The election for the President of the Fifth Legislative Council took place on 10 October 2012 for members of the 5th Legislative Council of Hong Kong to among themselves elect the President of the Legislative Council of Hong Kong for the duration of the council.

Proceedings 

According to Article 71 of the Hong Kong Basic Law and Rule 4 of the Rules of Procedure of the Legislative Council, the President of the Legislative Council has to be a Chinese citizen of 40 years old or above, a permanent resident of Hong Kong with no right of abode in any foreign country, and has ordinarily resided in Hong Kong for not less than 20 years continuously.
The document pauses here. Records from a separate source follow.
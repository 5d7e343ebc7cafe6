// ── Core error types ──
//
// User-facing errors from guideon-core. The variant set is the in-memory
// subset of the platform API's error taxonomy -- the rest (auth, conflict,
// rate-limit, ...) only exists server-side and has no meaning here.

use std::fmt;

use thiserror::Error;

/// Unified error type for the core crate.
#[derive(Debug, Error)]
pub enum CoreError {
    /// Input rejected before it reached any collection.
    #[error("validation failed for {field}: {reason}")]
    Validation { field: String, reason: String },

    /// An operation referenced an identity that is not in the collection.
    /// The collection is left unchanged.
    #[error("{entity} not found: {id}")]
    NotFound { entity: &'static str, id: String },
}

impl CoreError {
    pub(crate) fn validation(field: &str, reason: impl Into<String>) -> Self {
        Self::Validation {
            field: field.into(),
            reason: reason.into(),
        }
    }

    pub(crate) fn not_found(entity: &'static str, id: impl fmt::Display) -> Self {
        Self::NotFound {
            entity,
            id: id.to_string(),
        }
    }
}
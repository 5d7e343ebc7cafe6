// ── Time source ──
//
// Stores stamp `created_at` / `updated_at` through an injected clock so
// that timestamp ordering is observable in tests. Production code uses
// `SystemClock`.

use chrono::{DateTime, Utc};

/// Source of the current time for timestamp stamping.
pub trait Clock: Send + Sync {
    fn now(&self) -> DateTime<Utc>;
}

/// Wall-clock time via `chrono::Utc::now()`.
#[derive(Debug, Default, Clone, Copy)]
pub struct SystemClock;

impl Clock for SystemClock {
    fn now(&self) -> DateTime<Utc> {
        Utc::now()
    }
}
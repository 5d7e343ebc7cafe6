// ── Knowledge-base document upload ──

use chrono::{DateTime, Utc};
use serde::{Deserialize, Serialize};
use strum::{Display, EnumString};

/// Ingestion state of an uploaded document.
#[derive(
    Debug, Clone, Copy, PartialEq, Eq, Serialize, Deserialize, Display, EnumString,
)]
#[serde(rename_all = "SCREAMING_SNAKE_CASE")]
#[strum(serialize_all = "lowercase", ascii_case_insensitive)]
pub enum DocumentStatus {
    Completed,
    Processing,
    Failed,
    Pending,
}

/// A document uploaded to feed the tourism-AI knowledge base.
///
/// Produced by the upload pipeline; read-only here. `size` is the
/// human-formatted string the console displays.
#[derive(Debug, Clone, PartialEq, Eq, Serialize, Deserialize)]
pub struct DocumentEntry {
    pub id: String,
    pub file_name: String,
    pub status: DocumentStatus,
    pub size: String,
    pub uploaded_at: DateTime<Utc>,
}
Albert Ho, as the most senior member of the parliament, presided over the special forum on 8 October, which allowed candidates to present their manifesto and answer questions from other members, and the election. Before the voting began, three radical democrats, Leung Kwok-hung, Wong Yuk-man and Chan Wai-yip, questioned if Tsang was a member of the Chinese Communist Party, but Ho insisted no Q&A for the voting session.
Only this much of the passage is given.